Être radical signifie remonter aux racines. J’ai choisi le titre « Radical Ecopsychology » parce que l’écopsychologie est une compréhension radicale dans les deux sens qui viennent d’être mentionnés. De manière critique, elle nous renvoie aux arrangements culturels, sociaux et historiques qui, à la base, autorisent, légitiment et font croître le préjudice vis-à-vis de la nature simultanément humaine et non-humaine. Tandis que l’écopsychologie, versus thérapeutique et versus ressouvenance, nous conduit aux racines de qui nous sommes, en tant qu’êtres humains dans un monde plus-qu’humain. Si l’écopsychologie est en soi un projet radical, comme je l’affirme ici, alors mon titre est évidemment redondant. Cependant, ce titre a un rôle stratégique, celui de mettre l’accent sur le fait qu’en tant qu’écopsychologues nous avons besoin de rejoindre la pleine radicalité de notre champ. Une écopsychologie plus consciente de sa radicalité serait aussi en meilleure position pour se faire une place. C’est un fait que nous sommes limités dans notre capacité à étudier la psychologie de la relation homme-nature car cette relation est tellement affaiblie dans la société moderne. Le terme de « relation homme-nature » désigne une sorte de terre oubliée, une part de réalité relativement cachée pour la plupart des gens modernes. Nous manquons aussi de milieux intellectuels pour articuler cette réalité. Les sciences humaines et sociales (telles que la psychologie) dépeignent un monde sans nature, tandis que les sciences naturelles (telles que l’écologie) dépeignent un monde sans hommes. Alors où conduit un champ (tel que l’écopsychologie) qui enfourche sans se décontenancer la division redoutée homme-nature ? Comment pourrait-elle trouver ses assises conceptuelles ? Ma réponse est que nous, les écopsychologues, avons besoin de trouver une voix qui corresponde à notre champ, nous devons inventer ou imaginer nos propres termes de manière que nous puissions défendre nos positions.
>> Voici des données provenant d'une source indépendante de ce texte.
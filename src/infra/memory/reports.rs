use std::collections::HashMap;
use std::sync::Arc;

use chrono::Utc;
use tokio::sync::RwLock;
use uuid::Uuid;

use super::InMemoryVulnerabilityRecordStore;
use crate::app::{ReportStore, VulnerabilityRecordStore};
use crate::domain::errors::{Error, Result};
use crate::domain::job::JobStatus;
use crate::domain::query::Query;
use crate::domain::report::{Report, ScanStats};

/// A report table (`scan_report` or `sbom_report`).
#[derive(Default)]
pub struct InMemoryReportStore {
    rows: RwLock<HashMap<String, Report>>,
    vulnerabilities: Option<Arc<InMemoryVulnerabilityRecordStore>>,
}

impl InMemoryReportStore {
    /// A table whose rows own links in `vulnerabilities`.
    pub fn with_vulnerabilities(vulnerabilities: Arc<InMemoryVulnerabilityRecordStore>) -> Self {
        Self {
            rows: RwLock::default(),
            vulnerabilities: Some(vulnerabilities),
        }
    }

    async fn drop_links(&self, report_uuids: &[String]) -> Result<()> {
        match &self.vulnerabilities {
            Some(vulnerabilities) if !report_uuids.is_empty() => {
                vulnerabilities.delete_for_reports(report_uuids).await
            }
            _ => Ok(()),
        }
    }
}

#[async_trait::async_trait]
impl ReportStore for InMemoryReportStore {
    async fn create(&self, mut report: Report) -> Result<String> {
        report.validate()?;

        let replaced = {
            let mut rows = self.rows.write().await;

            let previous = rows
                .values()
                .find(|r| {
                    r.digest == report.digest
                        && r.registration_uuid == report.registration_uuid
                        && r.mime_type == report.mime_type
                })
                .cloned();
            if let Some(previous) = &previous {
                if previous.is_in_progress() {
                    return Err(Error::Conflict(format!(
                        "a previous scanning is {}",
                        previous.status
                    )));
                }
                rows.remove(&previous.uuid);
            }

            report.uuid = Uuid::new_v4().to_string();
            report.start_time = Utc::now();
            report.end_time = None;
            report.status = JobStatus::Pending.to_string();
            report.status_code = JobStatus::Pending.code();
            report.status_rev = 0;
            rows.insert(report.uuid.clone(), report.clone());

            previous.map(|p| p.uuid)
        };

        if let Some(previous) = replaced {
            self.drop_links(&[previous]).await?;
        }
        Ok(report.uuid)
    }

    async fn get(&self, uuid: &str) -> Result<Option<Report>> {
        Ok(self.rows.read().await.get(uuid).cloned())
    }

    async fn list(&self, query: &Query) -> Result<Vec<Report>> {
        let mut matching: Vec<Report> = self
            .rows
            .read()
            .await
            .values()
            .filter(|r| query.matches(|key| r.query_field(key)))
            .cloned()
            .collect();
        matching.sort_by(|a, b| b.start_time.cmp(&a.start_time));
        Ok(query.paginate(matching))
    }

    async fn get_by(
        &self,
        digest: &str,
        registration_uuid: Option<&str>,
        mime_types: &[String],
    ) -> Result<Vec<Report>> {
        let mut matching: Vec<Report> = self
            .rows
            .read()
            .await
            .values()
            .filter(|r| r.digest == digest)
            .filter(|r| registration_uuid.is_none_or(|uuid| r.registration_uuid == uuid))
            .filter(|r| mime_types.is_empty() || mime_types.contains(&r.mime_type))
            .cloned()
            .collect();
        matching.sort_by(|a, b| a.mime_type.cmp(&b.mime_type));
        Ok(matching)
    }

    async fn update_status(&self, track_id: &str, status: &str, rev: i64) -> Result<usize> {
        let code = JobStatus::code_of(status);
        let now = Utc::now();

        let mut rows = self.rows.write().await;
        let mut updated = 0;
        for row in rows.values_mut().filter(|r| r.track_id == track_id) {
            let newer = row.status_rev < rev || (row.status_rev == rev && code > row.status_code);
            if !newer {
                continue;
            }
            row.status = status.to_string();
            row.status_code = code;
            row.status_rev = rev;
            if code == JobStatus::FINAL_CODE {
                row.end_time = Some(now);
            }
            updated += 1;
        }
        Ok(updated)
    }

    async fn update_report_data(&self, uuid: &str, report: &str, rev: i64) -> Result<bool> {
        let mut rows = self.rows.write().await;
        let row = rows
            .get_mut(uuid)
            .ok_or_else(|| Error::NotFound(format!("report {uuid}")))?;
        if row.status_rev > rev {
            return Ok(false);
        }
        row.report = report.to_string();
        Ok(true)
    }

    async fn update_scan_job_id(&self, uuid: &str, job_id: &str) -> Result<()> {
        let mut rows = self.rows.write().await;
        let row = rows
            .get_mut(uuid)
            .ok_or_else(|| Error::NotFound(format!("report {uuid}")))?;
        row.job_id = job_id.to_string();
        Ok(())
    }

    async fn delete_by_digests(&self, digests: &[String]) -> Result<()> {
        let removed: Vec<String> = {
            let mut rows = self.rows.write().await;
            let uuids: Vec<String> = rows
                .values()
                .filter(|r| digests.contains(&r.digest))
                .map(|r| r.uuid.clone())
                .collect();
            for uuid in &uuids {
                rows.remove(uuid);
            }
            uuids
        };
        self.drop_links(&removed).await
    }

    async fn get_stats(&self, requester: &str) -> Result<ScanStats> {
        let rows = self.rows.read().await;
        Ok(ScanStats::from_rows(
            requester,
            rows.values()
                .filter(|r| r.requester == requester)
                .map(|r| (r.track_id.as_str(), r.status.as_str())),
        ))
    }

    async fn references_registration(&self, registration_uuid: &str) -> Result<bool> {
        Ok(self
            .rows
            .read()
            .await
            .values()
            .any(|r| r.registration_uuid == registration_uuid))
    }
}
C’est seulement avec de nouveaux cadres de pensée et de nouvelles pratiques que nous pourrons saisir le côté unique de notre lutte conceptuelle et politique. Par « radical », je ne veux pas dire extrémisme ni moralisme pesant, mais seulement une certaine insistance pour que nous allions au fond des choses et que nous refassions notre monde comme nous devons le faire.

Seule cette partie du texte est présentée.